___ DATASET CONTENT ___

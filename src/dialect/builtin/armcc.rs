//! ARM Compiler 5 (armcc)

use super::BuiltinTable;
use crate::dialect::CompilerFamily;

pub static TABLE: BuiltinTable = BuiltinTable {
    id: "armcc",
    family: CompilerFamily::ArmCc,
    target: "arm",
    description: "ARM Compiler 5 (armcc)",
    undefines: &["__GNUC__"],
    values: &[
        ("__inline", "inline"),
        ("__int64", "long long"),
        ("__ALIGNOF__", "__alignof__"),
        ("OS_RUNPRIV", "1"),
        ("__MODULE__", "\"\""),
        ("__sizeof_int", "4"),
        ("__sizeof_long", "4"),
        ("__sizeof_ptr", "4"),
    ],
    keywords: &[
        "__CC_ARM",
        "__EDG__",
        "__arm__",
        "__ARRAY_OPERATORS",
        "__forceinline",
        "__restrict",
        "__irq",
        "__packed",
        "__pure",
        "__softfp",
        "__value_in_regs",
        "__weak",
        "__writeonly",
        "__register",
    ],
    elided_calls: &[
        ("__attribute__", &["x"]),
        ("__nonnull__", &["x"]),
        ("__builtin_va_start", &["x", "p"]),
        ("__builtin_va_end", &["x"]),
        ("__swi", &["x"]),
        ("__align", &["n"]),
        ("__asm", &["x"]),
        ("__global_reg", &["n"]),
        ("__smc", &["x"]),
        ("__svc", &["x"]),
        ("__svc_indirect", &["x"]),
        ("__svc_indirect_r7", &["x"]),
        ("__declspec", &["x"]),
    ],
    function_macros: &[
        ("__builtin_va_arg", &["x", "t"], "((t)0)"),
        ("__alignof__", &["x"], "sizeof(x)"),
        ("__INTADDR__", &["x"], "x"),
        ("__va_arg", &["ap", "type"], "__builtin_va_arg(ap, type)"),
        ("__va_start", &["ap", "param"], "__builtin_va_start(ap, param)"),
        ("__va_end", &["ap"], "__builtin_va_end(ap)"),
    ],
    type_aliases: &[],
    prototypes: &[
        // Instruction intrinsics
        ("void", "__breakpoint", "int val"),
        ("void", "__cdp", "unsigned int coproc, unsigned int ops, unsigned int regs"),
        ("void", "__clrex", "void"),
        ("unsigned char", "__clz", "unsigned int val"),
        ("unsigned int", "__current_pc", "void"),
        ("unsigned int", "__current_sp", "void"),
        ("int", "__disable_fiq", "void"),
        ("int", "__disable_irq", "void"),
        ("void", "__enable_fiq", "void"),
        ("void", "__enable_irq", "void"),
        ("double", "__fabs", "double val"),
        ("void", "__force_stores", "void"),
        ("unsigned int", "__ldrex", "volatile void *ptr"),
        ("unsigned long long", "__ldrexd", "volatile void *ptr"),
        ("unsigned int", "__ldrt", "const volatile void *ptr"),
        ("void", "__memory_changed", "void"),
        ("void", "__nop", "void"),
        ("void", "__promise", "unsigned int"),
        ("int", "__qadd", "int val1, int val2"),
        ("int", "__qdbl", "int val"),
        ("int", "__qsub", "int val1, int val2"),
        ("unsigned int", "__rbit", "unsigned int val"),
        ("unsigned int", "__rev", "unsigned int val"),
        ("unsigned int", "__return_address", "void"),
        ("unsigned int", "__ror", "unsigned int val, unsigned int shift"),
        ("void", "__schedule_barrier", "void"),
        ("int", "__semihost", "int val, const void *ptr"),
        ("void", "__sev", "void"),
        ("double", "__sqrt", "double val"),
        ("float", "__sqrtf", "float val"),
        ("int", "__ssat", "int val, unsigned int sat"),
        ("int", "__strex", "unsigned int val, volatile void *ptr"),
        ("int", "__strexd", "unsigned long long val, volatile void *ptr"),
        ("void", "__strt", "unsigned int val, volatile void *ptr"),
        ("unsigned int", "__swp", "unsigned int val, volatile void *ptr"),
        ("int", "__usat", "unsigned int val, unsigned int sat"),
        ("void", "__wfe", "void"),
        ("void", "__wfi", "void"),
        ("void", "__yield", "void"),
        ("void", "__isb", "unsigned int"),
        ("void", "__dsb", "unsigned int"),
        ("void", "__dmb", "unsigned int"),
        ("void", "__dci", "unsigned bitpattern"),
        ("void", "__dci_n", "unsigned bitpattern"),
        ("void", "__dci_w", "unsigned bitpattern"),
        // ARMv6 SIMD
        ("unsigned int", "__qadd16", "unsigned int val1, unsigned int val2"),
        ("unsigned int", "__qadd8", "unsigned int val1, unsigned int val2"),
        ("unsigned int", "__qasx", "unsigned int val1, unsigned int val2"),
        ("unsigned int", "__qsax", "unsigned int val1, unsigned int val2"),
        ("unsigned int", "__qsub16", "unsigned int val1, unsigned int val2"),
        ("unsigned int", "__qsub8", "unsigned int val1, unsigned int val2"),
        ("unsigned int", "__sadd16", "unsigned int val1, unsigned int val2"),
        ("unsigned int", "__sadd8", "unsigned int val1, unsigned int val2"),
        ("unsigned int", "__sasx", "unsigned int val1, unsigned int val2"),
        ("unsigned int", "__sel", "unsigned int val1, unsigned int val2"),
        ("unsigned int", "__shadd16", "unsigned int val1, unsigned int val2"),
        ("unsigned int", "__shadd8", "unsigned int val1, unsigned int val2"),
        ("unsigned int", "__shasx", "unsigned int val1, unsigned int val2"),
        ("unsigned int", "__shsax", "unsigned int val1, unsigned int val2"),
        ("unsigned int", "__shsub16", "unsigned int val1, unsigned int val2"),
        ("unsigned int", "__shsub8", "unsigned int val1, unsigned int val2"),
        ("unsigned int", "__smlad", "unsigned int val1, unsigned int val2, unsigned int val3"),
        ("unsigned int", "__smladx", "unsigned int val1, unsigned int val2, unsigned int val3"),
        ("unsigned long long", "__smlald", "unsigned int val1, unsigned int val2, unsigned long long val3"),
        ("unsigned long long", "__smlaldx", "unsigned int val1, unsigned int val2, unsigned long long val3"),
        ("unsigned int", "__smlsd", "unsigned int val1, unsigned int val2, unsigned int val3"),
        ("unsigned int", "__smlsdx", "unsigned int val1, unsigned int val2, unsigned int val3"),
        ("unsigned long long", "__smlsld", "unsigned int val1, unsigned int val2, unsigned long long val3"),
        ("unsigned long long", "__smlsldx", "unsigned int val1, unsigned int val2, unsigned long long val3"),
        ("unsigned int", "__smuad", "unsigned int val1, unsigned int val2"),
        ("unsigned int", "__smuadx", "unsigned int val1, unsigned int val2"),
        ("unsigned int", "__smusd", "unsigned int val1, unsigned int val2"),
        ("unsigned int", "__smusdx", "unsigned int val1, unsigned int val2"),
        ("unsigned int", "__saturate_halfwords", "unsigned int val1, unsigned int val2"),
        ("unsigned int", "__ssax", "unsigned int val1, unsigned int val2"),
        ("unsigned int", "__ssub16", "unsigned int val1, unsigned int val2"),
        ("unsigned int", "__ssub8", "unsigned int val1, unsigned int val2"),
        ("unsigned int", "__sxtab16", "unsigned int val1, unsigned int val2"),
        ("unsigned int", "__sxtb16", "unsigned int val"),
        ("unsigned int", "__uadd16", "unsigned int val1, unsigned int val2"),
        ("unsigned int", "__uadd8", "unsigned int val1, unsigned int val2"),
        ("unsigned int", "__uasx", "unsigned int val1, unsigned int val2"),
        ("unsigned int", "__uhadd16", "unsigned int val1, unsigned int val2"),
        ("unsigned int", "__uhadd8", "unsigned int val1, unsigned int val2"),
        ("unsigned int", "__uhasx", "unsigned int val1, unsigned int val2"),
        ("unsigned int", "__uhsax", "unsigned int val1, unsigned int val2"),
        ("unsigned int", "__uhsub16", "unsigned int val1, unsigned int val2"),
        ("unsigned int", "__uhsub8", "unsigned int val1, unsigned int val2"),
        ("unsigned int", "__uqadd16", "unsigned int val1, unsigned int val2"),
        ("unsigned int", "__uqadd8", "unsigned int val1, unsigned int val2"),
        ("unsigned int", "__uqasx", "unsigned int val1, unsigned int val2"),
        ("unsigned int", "__uqsax", "unsigned int val1, unsigned int val2"),
        ("unsigned int", "__uqsub16", "unsigned int val1, unsigned int val2"),
        ("unsigned int", "__uqsub8", "unsigned int val1, unsigned int val2"),
        ("unsigned int", "__usad8", "unsigned int val1, unsigned int val2"),
        ("unsigned int", "__usada8", "unsigned int val1, unsigned int val2, unsigned int val3"),
        ("unsigned int", "__usax", "unsigned int val1, unsigned int val2"),
        ("unsigned int", "__usat16", "unsigned int val1, unsigned int val2"),
        ("unsigned int", "__usub16", "unsigned int val1, unsigned int val2"),
        ("unsigned int", "__usub8", "unsigned int val1, unsigned int val2"),
        ("unsigned int", "__uxtab16", "unsigned int val1, unsigned int val2"),
        ("unsigned int", "__uxtb16", "unsigned int val"),
        // Synchronization and saturation
        ("void", "__dbg", "void"),
        ("int", "__saturation_occurred", "void"),
        ("void", "__set_saturation_occurred", "int"),
        ("void", "__ignore_saturation", "void"),
        ("unsigned int", "__rev16", "unsigned int x"),
        ("short", "__revsh", "short x"),
        // CMSIS embedded assembler
        ("unsigned int", "__REV16", "unsigned int x"),
        ("int", "__REVSH", "int x"),
        ("unsigned int", "__RRX", "unsigned int x"),
        // 16-bit multiplication
        ("int", "__smulbb", "int a, int b"),
        ("int", "__smulbt", "int a, int b"),
        ("int", "__smultb", "int a, int b"),
        ("int", "__smultt", "int a, int b"),
        ("int", "__smulwb", "int a, int b"),
        ("int", "__smulwt", "int a, int b"),
        ("int", "__smlabb", "int a, int b, int c"),
        ("int", "__smlabt", "int a, int b, int c"),
        ("int", "__smlatb", "int a, int b, int c"),
        ("int", "__smlatt", "int a, int b, int c"),
        ("int", "__smlawb", "int a, int b, int c"),
        ("int", "__smlawt", "int a, int b, int c"),
    ],
};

___

__PROBLEM__. If a line in the listing holds the word "CompilerFamily", copy it out.

__ANSWER AREA__.
use crate::dialect::CompilerFamily;
    family: CompilerFamily::ArmCc,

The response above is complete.